Education guide
Hard-Shell vs. Soft-Shell Hyperbaric Chambers: A Plain-Language Comparison
Last reviewed: May 20, 2026
The two main kinds of hyperbaric chamber differ in pressure, the oxygen they deliver, how they're regulated, and what they cost. Here's a clear, balanced comparison to help you understand the landscape before you choose a provider.
This article is general information, not medical advice. It does not recommend hyperbaric oxygen for any condition. Speak with a physician about whether hyperbaric oxygen is appropriate for you.

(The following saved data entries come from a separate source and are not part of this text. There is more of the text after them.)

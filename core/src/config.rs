use crate::{
    error::{SimError, SimResult},
    types::{Effects, StatMinimums, StatRange},
};
use serde::de::DeserializeOwned;
use serde::{Deserialize, Serialize};
use std::collections::{BTreeMap, BTreeSet};
use std::path::Path;

/// Longest cooldown any trigger or interaction may declare (7 days).
pub const MAX_COOLDOWN_SECS: u64 = 7 * 24 * 3600;
/// Longest sustained duration / recovery wait allowed (30 days).
pub const MAX_DURATION_SECS: u64 = 30 * 24 * 3600;

/// Condition keys that are not stat names.
pub const INTERACTION_COUNT_KEY: &str = "interactionCount";
pub const MEMORY_COUNT_KEY: &str = "memoryCount";
pub const MAINTAIN_ABOVE_KEY: &str = "maintainAbove";
pub const AGE_KEY: &str = "age";

// ── Stats ──────────────────────────────────────────────────────────

#[derive(Debug, Clone, Serialize, Deserialize, PartialEq)]
pub struct StatConfig {
    pub initial: f64,
    pub max: f64,
    /// Points lost per minute.
    #[serde(default)]
    pub degradation_rate: f64,
    #[serde(default)]
    pub critical_threshold: f64,
}

#[derive(Debug, Clone, Serialize, Deserialize, PartialEq)]
pub struct GameRules {
    #[serde(default = "default_decay_interval")]
    pub stats_decay_interval_secs: u64,
    #[serde(default = "default_event_check_interval")]
    pub event_check_interval_secs: u64,
}

fn default_decay_interval() -> u64 { 60 }
fn default_event_check_interval() -> u64 { 30 }

impl Default for GameRules {
    fn default() -> Self {
        Self {
            stats_decay_interval_secs: default_decay_interval(),
            event_check_interval_secs: default_event_check_interval(),
        }
    }
}

#[derive(Debug, Clone, Deserialize)]
struct StatsFile {
    stats: BTreeMap<String, StatConfig>,
    #[serde(default)]
    game_rules: GameRules,
}

// ── Interactions ───────────────────────────────────────────────────

#[derive(Debug, Clone, Serialize, Deserialize, PartialEq)]
pub struct InteractionConfig {
    pub effects: Effects,
    #[serde(default)]
    pub requirements: BTreeMap<String, StatRange>,
    #[serde(default)]
    pub cooldown_secs: u64,
    #[serde(default)]
    pub animations: Vec<String>,
    #[serde(default)]
    pub responses: Vec<String>,
}

#[derive(Debug, Clone, Deserialize)]
struct InteractionsFile {
    interactions: BTreeMap<String, InteractionConfig>,
}

// ── Random / romance events ────────────────────────────────────────

/// Stat name → {"min": x, "max": y}, plus the special keys
/// `interactionCount` and `memoryCount`.
pub type EventConditions = BTreeMap<String, BTreeMap<String, f64>>;

#[derive(Debug, Clone, Serialize, Deserialize, PartialEq)]
pub struct RandomEventConfig {
    pub name: String,
    #[serde(default)]
    pub description: String,
    /// 0.0 to 1.0 chance of firing per check.
    pub probability: f64,
    #[serde(default)]
    pub effects: Effects,
    #[serde(default)]
    pub animations: Vec<String>,
    #[serde(default)]
    pub responses: Vec<String>,
    #[serde(default)]
    pub cooldown_secs: u64,
    #[serde(default)]
    pub duration_secs: u64,
    #[serde(default)]
    pub conditions: EventConditions,
}

#[derive(Debug, Clone, Deserialize)]
struct EventsFile {
    events: Vec<RandomEventConfig>,
}

// ── Personality ────────────────────────────────────────────────────

#[derive(Debug, Clone, Default, Serialize, Deserialize, PartialEq)]
pub struct Personality {
    #[serde(default)]
    pub traits: BTreeMap<String, f64>,
    #[serde(default)]
    pub compatibility: BTreeMap<String, f64>,
}

impl Personality {
    /// Trait value, 0.5 when absent.
    pub fn trait_value(&self, name: &str) -> f64 {
        self.traits.get(name).copied().unwrap_or(0.5)
    }

    fn validate(&self) -> SimResult<()> {
        for (name, value) in &self.traits {
            if !(0.0..=1.0).contains(value) {
                return Err(SimError::invalid(
                    "personality",
                    format!("trait '{name}' must be 0.0-1.0, got {value}"),
                ));
            }
        }
        for (name, value) in &self.compatibility {
            if !(0.0..=5.0).contains(value) {
                return Err(SimError::invalid(
                    "personality",
                    format!("compatibility '{name}' must be 0.0-5.0, got {value}"),
                ));
            }
        }
        Ok(())
    }
}

// ── Jealousy ───────────────────────────────────────────────────────

#[derive(Debug, Clone, Serialize, Deserialize, PartialEq)]
pub struct JealousyTrigger {
    pub name: String,
    #[serde(default)]
    pub description: String,
    /// Time since the last player interaction before this may fire.
    #[serde(default)]
    pub interaction_gap_secs: u64,
    pub jealousy_increment: f64,
    #[serde(default)]
    pub trust_penalty: f64,
    #[serde(default)]
    pub conditions: StatMinimums,
    #[serde(default)]
    pub responses: Vec<String>,
    #[serde(default)]
    pub animations: Vec<String>,
    pub probability: f64,
    #[serde(default)]
    pub cooldown_secs: u64,
}

#[derive(Debug, Clone, Serialize, Deserialize, PartialEq)]
pub struct JealousyConfig {
    pub enabled: bool,
    pub threshold: f64,
    pub triggers: Vec<JealousyTrigger>,
    /// Full-intensity penalties applied while jealousy is above threshold.
    pub consequences: Effects,
    pub check_interval_secs: u64,
}

impl JealousyConfig {
    pub fn disabled() -> Self {
        Self {
            enabled: false,
            threshold: 80.0,
            triggers: Vec::new(),
            consequences: default_jealousy_consequences(),
            check_interval_secs: 30,
        }
    }

    /// Jealousy tuned from the `jealousy_prone` trait.
    pub fn from_personality(personality: &Personality) -> Self {
        let jp = personality.trait_value("jealousy_prone");
        let mut triggers = Vec::new();
        if jp >= 0.3 {
            // More jealous characters notice absence sooner: 60 to 120 minutes.
            let base_gap = (120 - (jp * 60.0) as u64) * 60;
            triggers.push(JealousyTrigger {
                name: "neglect_jealousy".into(),
                description: "Character feels neglected due to lack of interaction".into(),
                interaction_gap_secs: base_gap,
                jealousy_increment: 10.0 + jp * 15.0,
                trust_penalty: 2.0 + jp * 3.0,
                conditions: [("affection".to_string(), 20.0)].into(),
                responses: vec![
                    "Where have you been? I've been waiting for you...".into(),
                    "Are you spending time with someone else?".into(),
                    "I feel like you're ignoring me...".into(),
                ],
                animations: vec!["jealous".into(), "sad".into()],
                probability: 0.3 + jp * 0.4,
                cooldown_secs: base_gap,
            });
            triggers.push(JealousyTrigger {
                name: "attention_jealousy".into(),
                description: "Character wants more attention and feels insecure".into(),
                interaction_gap_secs: base_gap / 2,
                jealousy_increment: 5.0 + jp * 10.0,
                trust_penalty: 1.0 + jp * 2.0,
                conditions: [
                    ("affection".to_string(), 30.0),
                    ("jealousy".to_string(), 10.0),
                ]
                .into(),
                responses: vec![
                    "Do you still find me interesting?".into(),
                    "I need to know you care about me...".into(),
                    "Am I not enough for you anymore?".into(),
                ],
                animations: vec!["shy".into(), "sad".into()],
                probability: 0.2 + jp * 0.3,
                cooldown_secs: base_gap / 2,
            });
        }
        Self {
            enabled: jp > 0.3,
            threshold: 70.0 + jp * 20.0,
            triggers,
            consequences: default_jealousy_consequences(),
            check_interval_secs: 30,
        }
    }

    /// The threshold is checked against the declared `jealousy` stat's max.
    pub fn validate(&self, stats: &BTreeMap<String, StatConfig>) -> SimResult<()> {
        const SECTION: &str = "jealousy";
        if !self.enabled {
            return Ok(());
        }
        let declared: BTreeSet<String> = stats.keys().cloned().collect();
        let declared = &declared;
        require_stat(SECTION, "jealousy engine", "jealousy", declared)?;
        let max = stats.get("jealousy").map_or(0.0, |s| s.max);
        if !(0.0..max).contains(&self.threshold) {
            return Err(SimError::invalid(
                SECTION,
                format!("threshold must be in [0, {max}), got {}", self.threshold),
            ));
        }
        check_effect_stats(SECTION, "consequences", &self.consequences, declared)?;
        for t in &self.triggers {
            let ctx = format!("trigger '{}'", t.name);
            check_probability(SECTION, &ctx, t.probability)?;
            check_cooldown(SECTION, &ctx, t.cooldown_secs)?;
            check_duration(SECTION, &ctx, t.interaction_gap_secs)?;
            for stat in t.conditions.keys() {
                require_stat(SECTION, &ctx, stat, declared)?;
            }
            if t.trust_penalty > 0.0 {
                require_stat(SECTION, &ctx, "trust", declared)?;
            }
        }
        Ok(())
    }
}

fn default_jealousy_consequences() -> Effects {
    [
        ("affection".to_string(), -2.0),
        ("trust".to_string(), -1.5),
        ("happiness".to_string(), -3.0),
    ]
    .into()
}

// ── Compatibility ──────────────────────────────────────────────────

/// How a modifier is minted when its behaviour threshold is crossed.
#[derive(Debug, Clone, Serialize, Deserialize, PartialEq)]
pub struct ModifierTemplate {
    pub stat_name: String,
    pub reason: String,
    pub base: f64,
    /// Bonus at full adaptation strength, as a fraction of `base`.
    pub max_bonus_fraction: f64,
    /// Fraction lost per hour.
    pub decay_rate: f64,
    pub min_value: f64,
    pub max_value: f64,
}

#[derive(Debug, Clone, Serialize, Deserialize, PartialEq)]
pub struct CompatibilityConfig {
    pub enabled: bool,
    pub adaptation_strength: f64,
    pub analysis_interval_secs: u64,
    pub consistency_threshold: f64,
    pub variety_threshold: f64,
    /// Interactions per minute.
    pub frequency_threshold: f64,
    pub consistent: ModifierTemplate,
    pub variety: ModifierTemplate,
    pub responsiveness: ModifierTemplate,
}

Hard-Shell vs. Soft-Shell Hyperbaric Chambers: A Plain-Language Comparison
If you’ve started looking into hyperbaric oxygen, you’ve probably noticed that “hyperbaric chamber” can mean two quite different things. There are rigid, clinic-grade hard-shell chambers, and flexible, portable soft-shell (often called “mild”) chambers. They look different, they work at different pressures, they’re regulated differently, and they’re used by different kinds of providers for different reasons.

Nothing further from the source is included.